‘Ponzimonium’ Coming?

This blog has been saying for a while that financial fraud is more pervasive than the officialdom wanted to acknowledge. We believe it is not uncommon at big firms (see last night’s discussion of Merrill, including comments), but no one wants to open that can of worms.

However, small fry (even biggish ones, as long as they are independent entities, not famous brand names) are fair game, and mini-Madoffs are popping up right and left.

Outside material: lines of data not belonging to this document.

//! Application layer for kitgen.
//!
//! This layer contains:
//! - **Services**: Use case orchestration (ScaffoldService, ManifestService)
//! - **Ports**: Interface definitions (traits) for external dependencies
//! - **Errors**: Application-specific error types
//!
//! The application layer coordinates the domain layer but holds no manifest
//! rules itself. Those live in `crate::domain`.

pub mod error;
pub mod ports;
pub mod services;

// Re-export main services
pub use services::{
    EntryInfo, // DTO for entry listings
    ManifestService,
    PlannedWrite,
    ScaffoldReport,
    ScaffoldService,
};

// Re-export port traits (for adapter implementation)
pub use ports::{Filesystem, ManifestSource, NoopReporter, ProgressReporter};

pub use error::ApplicationError;
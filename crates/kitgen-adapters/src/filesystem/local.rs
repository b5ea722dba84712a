//! Local filesystem adapter using std::fs.

use std::io;
use std::path::Path;

use tracing::trace;

use kitgen_core::{application::ports::Filesystem, error::KitResult};

/// Production filesystem implementation using `std::fs`.
#[derive(Debug, Clone, Copy)]
pub struct LocalFilesystem;

impl LocalFilesystem {
    /// Create a new local filesystem adapter.
    pub fn new() -> Self {
        Self
    }
}

impl Default for LocalFilesystem {
    fn default() -> Self {
        Self::new()
    }
}

impl Filesystem for LocalFilesystem {
    fn create_dir_all(&self, path: &Path) -> KitResult<()> {
        trace!(path = %path.display(), "create_dir_all");
        std::fs::create_dir_all(path).map_err(|e| map_io_error(path, e, "create directory"))
    }

    fn write_file(&self, path: &Path, content: &str) -> KitResult<()> {
        trace!(path = %path.display(), bytes = content.len(), "write_file");
        std::fs::write(path, content).map_err(|e| map_io_error(path, e, "write file"))
    }

    fn exists(&self, path: &Path) -> bool {
        path.exists()
    }
}

fn map_io_error(path: &Path, e: io::Error, operation: &str) -> kitgen_core::error::KitError {
    use kitgen_core::application::ApplicationError;

    ApplicationError::FilesystemError {
        path: path.to_path_buf(),
        reason: format!("Failed to {}: {}", operation, e),
    }
    .into()
}

#[cfg(test)]
mod tests {
    use super::*;
    use kitgen_core::{application::ApplicationError, error::KitError};
    use tempfile::TempDir;

    #[test]
    fn create_dir_all_is_idempotent() {
        let tmp = TempDir::new().unwrap();
        let nested = tmp.path().join("a/b/c");
        let fs = LocalFilesystem::new();

        fs.create_dir_all(&nested).unwrap();
        fs.create_dir_all(&nested).unwrap();
        assert!(nested.is_dir());
    }

    #[test]
    fn write_file_overwrites() {
        let tmp = TempDir::new().unwrap();
        let file = tmp.path().join("x.md");
        let fs = LocalFilesystem::new();

        fs.write_file(&file, "a much longer first version\n").unwrap();
        fs.write_file(&file, "short\n").unwrap();
        assert_eq!(std::fs::read_to_string(&file).unwrap(), "short\n");
    }

    #[test]
    fn file_blocking_a_directory_is_a_filesystem_error() {
        let tmp = TempDir::new().unwrap();
        let blocker = tmp.path().join("personas");
        std::fs::write(&blocker, "not a dir").unwrap();

        let err = LocalFilesystem::new()
            .create_dir_all(&blocker.join("deeper"))
            .unwrap_err();
        match err {
            KitError::Application(ApplicationError::FilesystemError { path, reason }) => {
                assert_eq!(path, blocker.join("deeper"));
                assert!(reason.starts_with("Failed to create directory"));
            }
            other => panic!("unexpected error: {other:?}"),
        }
    }

    #[test]
    fn write_into_missing_directory_fails() {
        let tmp = TempDir::new().unwrap();
        let result = LocalFilesystem::new().write_file(&tmp.path().join("nope/x.md"), "x");
        assert!(result.is_err());
    }

    #[test]
    fn exists_reports_files_and_dirs() {
        let tmp = TempDir::new().unwrap();
        let fs = LocalFilesystem::new();
        assert!(fs.exists(tmp.path()));
        assert!(!fs.exists(&tmp.path().join("missing")));
    }
}
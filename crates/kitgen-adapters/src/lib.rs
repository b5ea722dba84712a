//! Infrastructure adapters for kitgen.
//!
//! This crate implements the ports defined in `kitgen-core::application::ports`.
//! It contains all external dependencies and I/O operations.

pub mod filesystem;
pub mod manifest;

// Re-export commonly used adapters
pub use filesystem::{LocalFilesystem, MemoryFilesystem};
pub use manifest::{BuiltinManifest, TomlManifest};
//! Filesystem adapters.

mod local;
mod memory;

pub use local::LocalFilesystem;
pub use memory::MemoryFilesystem;
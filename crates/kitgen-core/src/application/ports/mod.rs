//! Application ports (traits) for external dependencies.
//!
//! In hexagonal architecture, ports define interfaces that the application
//! needs from the outside world. Adapters in `kitgen-adapters` (and the CLI,
//! for progress reporting) implement these.
//!
//! ## Port Types
//!
//! - **Driven (Output) Ports**: Called by application, implemented by infrastructure
//!   - `Filesystem`: Directory creation and file writes
//!   - `ManifestSource`: Where the entries come from
//!   - `ProgressReporter`: Per-file confirmations
//!
//! - **Driving (Input) Ports**: Called by external world, implemented by application
//!   - (Defined in CLI layer, implemented by services)

pub mod output;

pub use output::{Filesystem, ManifestSource, NoopReporter, ProgressReporter};
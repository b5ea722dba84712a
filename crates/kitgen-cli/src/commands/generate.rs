//! Implementation of `kitgen generate`, also the zero-argument run.

use std::{io, path::Path};

use tracing::{info, instrument};

use kitgen_adapters::LocalFilesystem;
use kitgen_core::application::{PlannedWrite, ScaffoldService};

use crate::{
    cli::GenerateArgs,
    commands::manifest_source,
    config::AppConfig,
    error::{CliResult, IntoCli},
    output::OutputManager,
};

const RULE_WIDTH: usize = 60;

/// Write the kit under the resolved base directory and print the summary.
///
/// The base directory is `--output`, else `output.base_dir` from config
/// (file or `KITGEN_OUTPUT__BASE_DIR`), else `./acme-pharmacy-analytics-spec`.
#[instrument(skip_all, fields(dry_run = args.dry_run))]
pub fn execute(args: GenerateArgs, config: AppConfig, output: OutputManager) -> CliResult<()> {
    let base_dir = args.output.unwrap_or(config.output.base_dir);

    let service = ScaffoldService::new(
        manifest_source(args.manifest.as_deref()),
        Box::new(LocalFilesystem::new()),
    );

    if args.dry_run {
        let plan = service
            .plan(&base_dir)
            .with_cli_context(|| "planning generation")?;
        print_plan(&output, &base_dir, &plan, service.base_exists(&base_dir))?;
        return Ok(());
    }

    if service.base_exists(&base_dir) {
        info!(base_dir = %base_dir.display(), "Output directory exists; files will be overwritten");
    }

    let report = service
        .scaffold(&base_dir, &output)
        .with_cli_context(|| format!("generating into {}", base_dir.display()))?;

    print_summary(&output, &base_dir, report.files_created)?;
    Ok(())
}

/// Closing block printed after a successful run.
fn print_summary(output: &OutputManager, base_dir: &Path, files_created: usize) -> io::Result<()> {
    let rule = "=".repeat(RULE_WIDTH);

    output.print("")?;
    output.print(&rule)?;
    output.success("Spec Kit Generation Complete!")?;
    output.print(&rule)?;
    output.print("")?;
    output.print(&format!("Total files created: {files_created}"))?;
    output.print("")?;
    for line in next_steps(base_dir) {
        output.print(&line)?;
    }
    output.print(&rule)
}

fn next_steps(base_dir: &Path) -> [String; 4] {
    [
        "Next steps:".to_string(),
        "1. Review all generated files for completeness".to_string(),
        format!("2. Run: ls -R {}/ to see full structure", base_dir.display()),
        "3. Customize content as needed for your specific demo".to_string(),
    ]
}

fn print_plan(
    output: &OutputManager,
    base_dir: &Path,
    plan: &[PlannedWrite],
    base_exists: bool,
) -> io::Result<()> {
    output.header(&format!(
        "Dry run: {} writes under {}",
        plan.len(),
        base_dir.display()
    ))?;
    for line in plan_lines(plan) {
        output.print(&line)?;
    }
    if base_exists {
        output.warning(&format!(
            "{} already exists; existing files would be overwritten",
            base_dir.display()
        ))?;
    }
    output.info("Nothing was written.")
}

fn plan_lines(plan: &[PlannedWrite]) -> Vec<String> {
    plan.iter()
        .map(|write| {
            let mut line = format!("  {} ({} bytes)", write.target.display(), write.bytes);
            if write.overwritten_later {
                line.push_str(" [replaced by a later entry]");
            }
            line
        })
        .collect()
}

From the Financial Times:

US federal regulators have warned of a “rampant Ponzimonium” as they disclosed they are investigating “hundreds” of possible scams in the aftermath of the $50bn fraud allegedly perpetrated by Bernard Madoff.

Bart Chilton, a commissioner at the Commodities Futures Trading Commission, the US regulator, said the watchdog was “seeing more of these scams than ever before” in commodities and other futures markets.

Mr Chilton said the CFTC, which patrol commodities and financial futures markets such as derivatives on stocks and foreign exchange, was investigating “hundreds of individuals and entities, many of which were related to Ponzi scams”.

The CFTC has filed charges against 15 alleged Ponzi schemes so far this year, compared with 13 during the whole of 2008. If the rate were sustained, the regulator could end the year filling more than 60 cases, officials said.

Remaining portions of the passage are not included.